Stored data ::

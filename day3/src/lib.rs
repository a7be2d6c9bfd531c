use std::collections::BTreeSet;

use anyhow::Result;
use itertools::Itertools;
use thiserror::Error;
use tracing::debug;
use util::{Answer, AnswerSet, LineSequence, Puzzle};

#[derive(Error, Debug, PartialEq, Eq)]
pub enum RucksackError {
    #[error("Unknown item type {0:?}")]
    UnknownItem(char),

    #[error("Rucksack {0:?} cannot be split into two equal compartments")]
    OddLength(String),

    #[error("Rucksack {0:?} has no item type in both compartments")]
    NoMisplacedItem(String),

    #[error("Group {0} has no badge in common")]
    NoBadge(usize),

    #[error("{0} rucksacks cannot be split into groups of three")]
    IncompleteGroup(usize),
}

fn get_value(c: char) -> Result<i64, RucksackError> {
    match c {
        'a'..='z' => Ok(c as i64 - 'a' as i64 + 1),
        'A'..='Z' => Ok(c as i64 - 'A' as i64 + 27),
        _ => Err(RucksackError::UnknownItem(c)),
    }
}

fn get_values(items: &str) -> Result<Vec<i64>, RucksackError> {
    items.chars().map(get_value).collect()
}

fn sorted_unique(values: &[i64]) -> Vec<i64> {
    values
        .iter()
        .copied()
        .collect::<BTreeSet<_>>()
        .into_iter()
        .collect()
}

/// First value present in every sorted, deduplicated array.
fn get_same(arrs: &[Vec<i64>]) -> Option<i64> {
    let mut inds = vec![0_usize; arrs.len()];

    while let Some(values) = arrs
        .iter()
        .zip(inds.iter())
        .map(|(arr, i)| arr.get(*i).copied())
        .collect::<Option<Vec<i64>>>()
    {
        if values.windows(2).all(|w| w[0] == w[1]) {
            return values.first().copied();
        }

        let (index_of_min, _) = values.iter().enumerate().min_by_key(|(_, v)| **v)?;
        inds[index_of_min] += 1;
    }

    None
}

pub fn find_sum_types<'a>(input: impl Iterator<Item = &'a str>) -> Result<i64, RucksackError> {
    input
        .filter(|line| !line.is_empty())
        .map(|line| {
            let values = get_values(line)?;
            if values.len() % 2 != 0 {
                return Err(RucksackError::OddLength(line.to_string()));
            }

            let (left, right) = values.split_at(values.len() / 2);
            get_same(&[sorted_unique(left), sorted_unique(right)])
                .ok_or_else(|| RucksackError::NoMisplacedItem(line.to_string()))
        })
        .sum()
}

pub fn find_sum_badges<'a>(input: impl Iterator<Item = &'a str>) -> Result<i64, RucksackError> {
    let rucksacks = input
        .filter(|line| !line.is_empty())
        .map(|line| get_values(line).map(|values| sorted_unique(&values)))
        .collect::<Result<Vec<_>, _>>()?;

    if rucksacks.len() % 3 != 0 {
        return Err(RucksackError::IncompleteGroup(rucksacks.len()));
    }

    rucksacks
        .into_iter()
        .tuples::<(_, _, _)>()
        .enumerate()
        .map(|(group, (ln1, ln2, ln3))| {
            get_same(&[ln1, ln2, ln3]).ok_or(RucksackError::NoBadge(group + 1))
        })
        .sum()
}

pub struct RucksackReorganization;

impl Puzzle for RucksackReorganization {
    const QUESTIONS: &'static [&'static str] = &[
        "Find the item type that appears in both compartments of each rucksack. What is the sum of the priorities of those item types?",
        "Find the item type that corresponds to the badges of each three-Elf group. What is the sum of the priorities of those item types?",
    ];

    fn solve(input: &LineSequence) -> Result<AnswerSet> {
        debug!(rucksacks = input.len(), "sorting rucksacks");

        Ok(AnswerSet::from([
            Answer::from(find_sum_types(input.iter().map(String::as_str))?),
            Answer::from(find_sum_badges(input.iter().map(String::as_str))?),
        ]))
    }
}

EXERCISE GOAL :: Write out each line above that contains the word "LineSequence".

TASK SOLUTION ::
use util::{Answer, AnswerSet, LineSequence, Puzzle};
    fn solve(input: &LineSequence) -> Result<AnswerSet> {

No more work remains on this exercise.